START Records supplied

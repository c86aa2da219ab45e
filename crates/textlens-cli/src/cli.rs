//! Command-line arguments.

use std::path::PathBuf;

use clap::{Parser, Subcommand};
use textlens_core::Settings;
use textlens_runtime::AgentMode;

#[derive(Debug, Parser)]
#[command(
    name = "textlens",
    version,
    about = "Annotate a text dataset with entities, sentiment and summaries, or ask the agent a question"
)]
pub struct Cli {
    #[command(subcommand)]
    pub command: Option<Command>,

    /// Process only the first N rows
    #[arg(long, value_name = "N")]
    pub limit: Option<usize>,

    /// Override the text column name
    #[arg(long, value_name = "COL")]
    pub text_col: Option<String>,

    /// Ask the agent a question instead of running the pipeline
    #[arg(long, value_name = "QUERY")]
    pub agent: Option<String>,

    /// Agent implementation (simple or graph)
    #[arg(long, value_name = "MODE", default_value_t = AgentMode::Graph)]
    pub agent_mode: AgentMode,

    /// Blend vector-memory hits into retrieval and store support texts
    #[arg(long, default_value_t = false)]
    pub use_memory: bool,

    /// Directory of the vector memory database
    #[arg(long, value_name = "DIR")]
    pub memory_dir: Option<PathBuf>,

    /// Log agent runs to the SQLite run log
    #[arg(long, default_value_t = false)]
    pub use_run_log: bool,

    /// Run log database file
    #[arg(long, value_name = "PATH")]
    pub run_log_db: Option<PathBuf>,

    /// Run log table name
    #[arg(long, value_name = "NAME")]
    pub run_log_table: Option<String>,

    /// Directory for results.csv, eda.txt and log.txt
    #[arg(long, value_name = "DIR")]
    pub output_dir: Option<PathBuf>,
}

#[derive(Debug, Subcommand)]
pub enum Command {
    /// Build the vector memory from the dataset and/or create the run log
    /// table. With neither flag, does both.
    SetupMemory {
        /// Index the dataset into the vector memory
        #[arg(long, default_value_t = false)]
        index: bool,

        /// Create the run log table
        #[arg(long, default_value_t = false)]
        run_log: bool,
    },
}

impl Cli {
    /// Flags given on the command line win over the environment.
    pub fn apply(&self, settings: &mut Settings) {
        if let Some(col) = &self.text_col {
            settings.text_col = col.clone();
        }
        if let Some(dir) = &self.output_dir {
            settings.output_dir = dir.clone();
        }
        if let Some(dir) = &self.memory_dir {
            settings.memory_dir = dir.clone();
        }
        if let Some(db) = &self.run_log_db {
            settings.run_log_db = db.clone();
        }
        if let Some(table) = &self.run_log_table {
            settings.run_log_table = table.clone();
        }
        settings.use_memory |= self.use_memory;
    }
}
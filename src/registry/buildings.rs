use tracing::{info, warn};
use ulid::Ulid;

use crate::model::*;
use crate::observability::{record_mutation, Entity, Op};
use crate::persist::Backend;

use super::{Registry, StoreError};

impl<B: Backend> Registry<B> {
    /// Load the dataset from `backend` and repair parent-ID back-references.
    ///
    /// An empty or absent source starts an empty dataset. A source that does
    /// not parse fails with [`StoreError::Format`]; the registry cannot run
    /// without its data, so callers should treat that as fatal. Failing to
    /// write back the repaired dataset is only logged.
    pub fn initiate(backend: B) -> Result<Self, StoreError> {
        let buildings = backend.load()?;
        let mut registry = Self { buildings, backend };

        // A read-only source still loads; the repair is redone on the next start.
        if registry.repair_ids() > 0 {
            if let Err(e) = registry.persist() {
                warn!("repaired dataset not written back, keeping it in memory: {e}");
            }
        }

        info!(
            "dataset loaded: {} buildings, {} rooms, {} reservations",
            registry.buildings.len(),
            registry.rooms().count(),
            registry.reservations().count()
        );
        Ok(registry)
    }

    /// Force every room's and reservation's stored parent IDs to match the
    /// building/room it actually sits in. Returns the number of fields changed.
    pub fn repair_ids(&mut self) -> usize {
        let mut fixed = 0usize;
        for building in &mut self.buildings {
            let building_id = building.id();
            for room in &mut building.rooms {
                if room.building_id != building_id {
                    room.building_id = building_id;
                    fixed += 1;
                }
                let room_id = room.id();
                for reservation in &mut room.reservations {
                    if reservation.building_id != building_id {
                        reservation.building_id = building_id;
                        fixed += 1;
                    }
                    if reservation.room_id != room_id {
                        reservation.room_id = room_id;
                        fixed += 1;
                    }
                }
            }
        }
        if fixed > 0 {
            warn!("repaired {fixed} parent-ID back-references");
            metrics::counter!(crate::observability::IDS_REPAIRED_TOTAL).increment(fixed as u64);
        }
        fixed
    }

    /// All buildings in insertion order.
    pub fn buildings(&self) -> &[Building] {
        &self.buildings
    }

    pub fn find_building(&self, id: Ulid) -> Option<&Building> {
        self.buildings.iter().find(|b| b.id() == id)
    }

    pub fn add_building(&mut self, name: impl Into<String>) -> Result<&Building, StoreError> {
        self.buildings.push(Building::new(name));
        self.persist_or_undo(|b| {
            b.pop();
        })?;
        record_mutation(Entity::Building, Op::Add);

        let pos = self.buildings.len() - 1;
        let building = &self.buildings[pos];
        info!("building {} added", building.id());
        Ok(building)
    }

    pub fn edit_building(
        &mut self,
        id: Ulid,
        new_name: impl Into<String>,
    ) -> Result<&Building, StoreError> {
        let pos = self.building_index(id).ok_or(StoreError::NotFound(id))?;
        let old = std::mem::replace(&mut self.buildings[pos].name, new_name.into());
        self.persist_or_undo(move |b| b[pos].name = old)?;
        record_mutation(Entity::Building, Op::Edit);
        Ok(&self.buildings[pos])
    }

    /// Remove the first building with `id` together with its rooms and
    /// reservations. `Ok(false)` if there is no such building.
    pub fn remove_building(&mut self, id: Ulid) -> Result<bool, StoreError> {
        let Some(pos) = self.building_index(id) else {
            return Ok(false);
        };
        let removed = self.buildings.remove(pos);
        self.persist_or_undo(move |b| b.insert(pos, removed))?;
        record_mutation(Entity::Building, Op::Remove);
        info!("building {id} removed");
        Ok(true)
    }
}
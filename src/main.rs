use std::path::PathBuf;

use tracing::info;
use tracing_subscriber::EnvFilter;

use roombook::Registry;

fn main() -> Result<(), Box<dyn std::error::Error>> {
    tracing_subscriber::fmt()
        .with_env_filter(EnvFilter::try_from_default_env().unwrap_or_else(|_| EnvFilter::new("info")))
        .init();

    let data_file = PathBuf::from(
        std::env::var("ROOMBOOK_DATA_FILE").unwrap_or_else(|_| "./data/buildings.json".into()),
    );

    // Ensure data directory exists
    if let Some(dir) = data_file.parent().filter(|d| !d.as_os_str().is_empty()) {
        std::fs::create_dir_all(dir)?;
    }

    // A data file that does not parse aborts startup.
    let registry = Registry::open(&data_file)?;

    info!("roombook data file: {}", data_file.display());
    for building in registry.buildings() {
        let reservations: usize = building.rooms.iter().map(|r| r.reservations.len()).sum();
        info!(
            "  {} ({}): {} rooms, {} reservations",
            building.name,
            building.id(),
            building.rooms.len(),
            reservations
        );
        for room in &building.rooms {
            if let Some(active) = room.active_reservation() {
                info!("    {} in use: {} until {}", room.name, active.name, active.end);
            }
        }
    }
    match registry.upcoming() {
        Some(next) => info!("next reservation: {} [{}, {})", next.name, next.start, next.end),
        None => info!("no upcoming reservations"),
    }
    Ok(())
}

END Records supplied

- [Task brief] I would like you to return every entry exactly, with nothing changed.

- [Task solution]
repository c86aa2da219ab45e
filename crates/textlens-cli/src/cli.rs
//! Command-line arguments.

use std::path::PathBuf;

use clap::{Parser, Subcommand};
use textlens_core::Settings;
use textlens_runtime::AgentMode;

#[derive(Debug, Parser)]
#[command(
    name = "textlens",
    version,
    about = "Annotate a text dataset with entities, sentiment and summaries, or ask the agent a question"
)]
pub struct Cli {
    #[command(subcommand)]
    pub command: Option<Command>,

    /// Process only the first N rows
    #[arg(long, value_name = "N")]
    pub limit: Option<usize>,

    /// Override the text column name
    #[arg(long, value_name = "COL")]
    pub text_col: Option<String>,

    /// Ask the agent a question instead of running the pipeline
    #[arg(long, value_name = "QUERY")]
    pub agent: Option<String>,

    /// Agent implementation (simple or graph)
    #[arg(long, value_name = "MODE", default_value_t = AgentMode::Graph)]
    pub agent_mode: AgentMode,

    /// Blend vector-memory hits into retrieval and store support texts
    #[arg(long, default_value_t = false)]
    pub use_memory: bool,

    /// Directory of the vector memory database
    #[arg(long, value_name = "DIR")]
    pub memory_dir: Option<PathBuf>,

    /// Log agent runs to the SQLite run log
    #[arg(long, default_value_t = false)]
    pub use_run_log: bool,

    /// Run log database file
    #[arg(long, value_name = "PATH")]
    pub run_log_db: Option<PathBuf>,

    /// Run log table name
    #[arg(long, value_name = "NAME")]
    pub run_log_table: Option<String>,

    /// Directory for results.csv, eda.txt and log.txt
    #[arg(long, value_name = "DIR")]
    pub output_dir: Option<PathBuf>,
}

#[derive(Debug, Subcommand)]
pub enum Command {
    /// Build the vector memory from the dataset and/or create the run log
    /// table. With neither flag, does both.
    SetupMemory {
        /// Index the dataset into the vector memory
        #[arg(long, default_value_t = false)]
        index: bool,

        /// Create the run log table
        #[arg(long, default_value_t = false)]
        run_log: bool,
    },
}

impl Cli {
    /// Flags given on the command line win over the environment.
    pub fn apply(&self, settings: &mut Settings) {
        if let Some(col) = &self.text_col {
            settings.text_col = col.clone();
        }
        if let Some(dir) = &self.output_dir {
            settings.output_dir = dir.clone();
        }
        if let Some(dir) = &self.memory_dir {
            settings.memory_dir = dir.clone();
        }
        if let Some(db) = &self.run_log_db {
            settings.run_log_db = db.clone();
        }
        if let Some(table) = &self.run_log_table {
            settings.run_log_table = table.clone();
        }
        settings.use_memory |= self.use_memory;
    }
}
filename src/registry/buildings.rs
use tracing::{info, warn};
use ulid::Ulid;

use crate::model::*;
use crate::observability::{record_mutation, Entity, Op};
use crate::persist::Backend;

use super::{Registry, StoreError};

impl<B: Backend> Registry<B> {
    /// Load the dataset from `backend` and repair parent-ID back-references.
    ///
    /// An empty or absent source starts an empty dataset. A source that does
    /// not parse fails with [`StoreError::Format`]; the registry cannot run
    /// without its data, so callers should treat that as fatal. Failing to
    /// write back the repaired dataset is only logged.
    pub fn initiate(backend: B) -> Result<Self, StoreError> {
        let buildings = backend.load()?;
        let mut registry = Self { buildings, backend };

        // A read-only source still loads; the repair is redone on the next start.
        if registry.repair_ids() > 0 {
            if let Err(e) = registry.persist() {
                warn!("repaired dataset not written back, keeping it in memory: {e}");
            }
        }

        info!(
            "dataset loaded: {} buildings, {} rooms, {} reservations",
            registry.buildings.len(),
            registry.rooms().count(),
            registry.reservations().count()
        );
        Ok(registry)
    }

    /// Force every room's and reservation's stored parent IDs to match the
    /// building/room it actually sits in. Returns the number of fields changed.
    pub fn repair_ids(&mut self) -> usize {
        let mut fixed = 0usize;
        for building in &mut self.buildings {
            let building_id = building.id();
            for room in &mut building.rooms {
                if room.building_id != building_id {
                    room.building_id = building_id;
                    fixed += 1;
                }
                let room_id = room.id();
                for reservation in &mut room.reservations {
                    if reservation.building_id != building_id {
                        reservation.building_id = building_id;
                        fixed += 1;
                    }
                    if reservation.room_id != room_id {
                        reservation.room_id = room_id;
                        fixed += 1;
                    }
                }
            }
        }
        if fixed > 0 {
            warn!("repaired {fixed} parent-ID back-references");
            metrics::counter!(crate::observability::IDS_REPAIRED_TOTAL).increment(fixed as u64);
        }
        fixed
    }

    /// All buildings in insertion order.
    pub fn buildings(&self) -> &[Building] {
        &self.buildings
    }

    pub fn find_building(&self, id: Ulid) -> Option<&Building> {
        self.buildings.iter().find(|b| b.id() == id)
    }

    pub fn add_building(&mut self, name: impl Into<String>) -> Result<&Building, StoreError> {
        self.buildings.push(Building::new(name));
        self.persist_or_undo(|b| {
            b.pop();
        })?;
        record_mutation(Entity::Building, Op::Add);

        let pos = self.buildings.len() - 1;
        let building = &self.buildings[pos];
        info!("building {} added", building.id());
        Ok(building)
    }

    pub fn edit_building(
        &mut self,
        id: Ulid,
        new_name: impl Into<String>,
    ) -> Result<&Building, StoreError> {
        let pos = self.building_index(id).ok_or(StoreError::NotFound(id))?;
        let old = std::mem::replace(&mut self.buildings[pos].name, new_name.into());
        self.persist_or_undo(move |b| b[pos].name = old)?;
        record_mutation(Entity::Building, Op::Edit);
        Ok(&self.buildings[pos])
    }

    /// Remove the first building with `id` together with its rooms and
    /// reservations. `Ok(false)` if there is no such building.
    pub fn remove_building(&mut self, id: Ulid) -> Result<bool, StoreError> {
        let Some(pos) = self.building_index(id) else {
            return Ok(false);
        };
        let removed = self.buildings.remove(pos);
        self.persist_or_undo(move |b| b.insert(pos, removed))?;
        record_mutation(Entity::Building, Op::Remove);
        info!("building {id} removed");
        Ok(true)
    }
}
filename src/main.rs
use std::path::PathBuf;

use tracing::info;
use tracing_subscriber::EnvFilter;

use roombook::Registry;

fn main() -> Result<(), Box<dyn std::error::Error>> {
    tracing_subscriber::fmt()
        .with_env_filter(EnvFilter::try_from_default_env().unwrap_or_else(|_| EnvFilter::new("info")))
        .init();

    let data_file = PathBuf::from(
        std::env::var("ROOMBOOK_DATA_FILE").unwrap_or_else(|_| "./data/buildings.json".into()),
    );

    // Ensure data directory exists
    if let Some(dir) = data_file.parent().filter(|d| !d.as_os_str().is_empty()) {
        std::fs::create_dir_all(dir)?;
    }

    // A data file that does not parse aborts startup.
    let registry = Registry::open(&data_file)?;

    info!("roombook data file: {}", data_file.display());
    for building in registry.buildings() {
        let reservations: usize = building.rooms.iter().map(|r| r.reservations.len()).sum();
        info!(
            "  {} ({}): {} rooms, {} reservations",
            building.name,
            building.id(),
            building.rooms.len(),
            reservations
        );
        for room in &building.rooms {
            if let Some(active) = room.active_reservation() {
                info!("    {} in use: {} until {}", room.name, active.name, active.end);
            }
        }
    }
    match registry.upcoming() {
        Some(next) => info!("next reservation: {} [{}, {})", next.name, next.start, next.end),
        None => info!("no upcoming reservations"),
    }
    Ok(())
}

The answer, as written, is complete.